#### Data records:

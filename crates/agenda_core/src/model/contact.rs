//! Contact record and draft validation.
//!
//! # Responsibility
//! - Define the persisted `Contact` shape and the caller-supplied draft.
//! - Validate field constraints before persistence.
//!
//! # Invariants
//! - `id` and `created_at` are assigned by storage on first insert and are
//!   never modified afterwards.
//! - `name` length stays within [`NAME_MIN_CHARS`, `NAME_MAX_CHARS`].
//! - `phone` is required; cross-record uniqueness belongs to storage.

use serde::{Deserialize, Serialize};
use std::error::Error;
use std::fmt::{Display, Formatter};

/// Stable identifier assigned by storage when a contact is first inserted.
///
/// Kept as a type alias to make semantic intent explicit in signatures.
pub type ContactId = i64;

/// Minimum accepted `name` length in characters.
pub const NAME_MIN_CHARS: usize = 2;
/// Maximum accepted `name` length in characters.
pub const NAME_MAX_CHARS: usize = 30;

/// Persisted address-book entry.
#[derive(Debug, Clone, PartialEq, Eq, Serialize, Deserialize)]
pub struct Contact {
    /// Store-assigned primary key.
    pub id: ContactId,
    /// Display name, 2..=30 characters.
    pub name: String,
    /// Optional email address. No format constraint is enforced here.
    pub email: Option<String>,
    /// Required phone number, unique across all contacts.
    pub phone: String,
    /// Optional free-form notes, unbounded length.
    pub notes: Option<String>,
    /// Unix epoch milliseconds, set exactly once at insert.
    pub created_at: i64,
}

/// Caller-supplied contact state used by create and update.
///
/// Carries no identity and no timestamp; both are storage concerns.
/// Update uses full-replacement semantics, so every mutable field appears
/// here even when optional.
#[derive(Debug, Clone, Default, PartialEq, Eq, Serialize, Deserialize)]
pub struct ContactDraft {
    pub name: String,
    #[serde(default)]
    pub email: Option<String>,
    pub phone: String,
    #[serde(default)]
    pub notes: Option<String>,
}

impl ContactDraft {
    /// Creates a draft with the two required fields set.
    pub fn new(name: impl Into<String>, phone: impl Into<String>) -> Self {
        Self {
            name: name.into(),
            phone: phone.into(),
            email: None,
            notes: None,
        }
    }

    /// Checks field constraints and returns the first violation found.
    ///
    /// # Contract
    /// - `name` must be 2..=30 characters (Unicode scalar count).
    /// - `phone` must contain at least one non-whitespace character.
    /// - `email` and `notes` are unconstrained.
    pub fn validate(&self) -> Result<(), ContactValidationError> {
        let name_chars = self.name.chars().count();
        if name_chars < NAME_MIN_CHARS || name_chars > NAME_MAX_CHARS {
            return Err(ContactValidationError::NameLength { chars: name_chars });
        }

        if self.phone.trim().is_empty() {
            return Err(ContactValidationError::PhoneMissing);
        }

        Ok(())
    }
}

/// Constraint violation raised on a write path.
#[derive(Debug, Clone, PartialEq, Eq)]
pub enum ContactValidationError {
    /// `name` length is outside the accepted range.
    NameLength { chars: usize },
    /// `phone` is empty or whitespace-only.
    PhoneMissing,
    /// `phone` is already used by another persisted contact.
    ///
    /// Produced by the storage layer when the unique constraint fires; the
    /// write path never pre-checks uniqueness.
    PhoneTaken(String),
}

impl Display for ContactValidationError {
    fn fmt(&self, f: &mut Formatter<'_>) -> std::fmt::Result {
        match self {
            Self::NameLength { chars } => write!(
                f,
                "name must be {NAME_MIN_CHARS}..={NAME_MAX_CHARS} characters, got {chars}"
            ),
            Self::PhoneMissing => write!(f, "phone is required"),
            Self::PhoneTaken(phone) => write!(f, "phone `{phone}` is already in use"),
        }
    }
}

impl Error for ContactValidationError {}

#### What to do:
The records above should be duplicated in full, exactly as given.

#### Exercise solution:
filename crates/agenda_core/src/model/contact.rs
//! Contact record and draft validation.
//!
//! # Responsibility
//! - Define the persisted `Contact` shape and the caller-supplied draft.
//! - Validate field constraints before persistence.
//!
//! # Invariants
//! - `id` and `created_at` are assigned by storage on first insert and are
//!   never modified afterwards.
//! - `name` length stays within [`NAME_MIN_CHARS`, `NAME_MAX_CHARS`].
//! - `phone` is required; cross-record uniqueness belongs to storage.

use serde::{Deserialize, Serialize};
use std::error::Error;
use std::fmt::{Display, Formatter};

/// Stable identifier assigned by storage when a contact is first inserted.
///
/// Kept as a type alias to make semantic intent explicit in signatures.
pub type ContactId = i64;

/// Minimum accepted `name` length in characters.
pub const NAME_MIN_CHARS: usize = 2;
/// Maximum accepted `name` length in characters.
pub const NAME_MAX_CHARS: usize = 30;

/// Persisted address-book entry.
#[derive(Debug, Clone, PartialEq, Eq, Serialize, Deserialize)]
pub struct Contact {
    /// Store-assigned primary key.
    pub id: ContactId,
    /// Display name, 2..=30 characters.
    pub name: String,
    /// Optional email address. No format constraint is enforced here.
    pub email: Option<String>,
    /// Required phone number, unique across all contacts.
    pub phone: String,
    /// Optional free-form notes, unbounded length.
    pub notes: Option<String>,
    /// Unix epoch milliseconds, set exactly once at insert.
    pub created_at: i64,
}

/// Caller-supplied contact state used by create and update.
///
/// Carries no identity and no timestamp; both are storage concerns.
/// Update uses full-replacement semantics, so every mutable field appears
/// here even when optional.
#[derive(Debug, Clone, Default, PartialEq, Eq, Serialize, Deserialize)]
pub struct ContactDraft {
    pub name: String,
    #[serde(default)]
    pub email: Option<String>,
    pub phone: String,
    #[serde(default)]
    pub notes: Option<String>,
}

impl ContactDraft {
    /// Creates a draft with the two required fields set.
    pub fn new(name: impl Into<String>, phone: impl Into<String>) -> Self {
        Self {
            name: name.into(),
            phone: phone.into(),
            email: None,
            notes: None,
        }
    }

    /// Checks field constraints and returns the first violation found.
    ///
    /// # Contract
    /// - `name` must be 2..=30 characters (Unicode scalar count).
    /// - `phone` must contain at least one non-whitespace character.
    /// - `email` and `notes` are unconstrained.
    pub fn validate(&self) -> Result<(), ContactValidationError> {
        let name_chars = self.name.chars().count();
        if name_chars < NAME_MIN_CHARS || name_chars > NAME_MAX_CHARS {
            return Err(ContactValidationError::NameLength { chars: name_chars });
        }

        if self.phone.trim().is_empty() {
            return Err(ContactValidationError::PhoneMissing);
        }

        Ok(())
    }
}

/// Constraint violation raised on a write path.
#[derive(Debug, Clone, PartialEq, Eq)]
pub enum ContactValidationError {
    /// `name` length is outside the accepted range.
    NameLength { chars: usize },
    /// `phone` is empty or whitespace-only.
    PhoneMissing,
    /// `phone` is already used by another persisted contact.
    ///
    /// Produced by the storage layer when the unique constraint fires; the
    /// write path never pre-checks uniqueness.
    PhoneTaken(String),
}

impl Display for ContactValidationError {
    fn fmt(&self, f: &mut Formatter<'_>) -> std::fmt::Result {
        match self {
            Self::NameLength { chars } => write!(
                f,
                "name must be {NAME_MIN_CHARS}..={NAME_MAX_CHARS} characters, got {chars}"
            ),
            Self::PhoneMissing => write!(f, "phone is required"),
            Self::PhoneTaken(phone) => write!(f, "phone `{phone}` is already in use"),
        }
    }
}

impl Error for ContactValidationError {}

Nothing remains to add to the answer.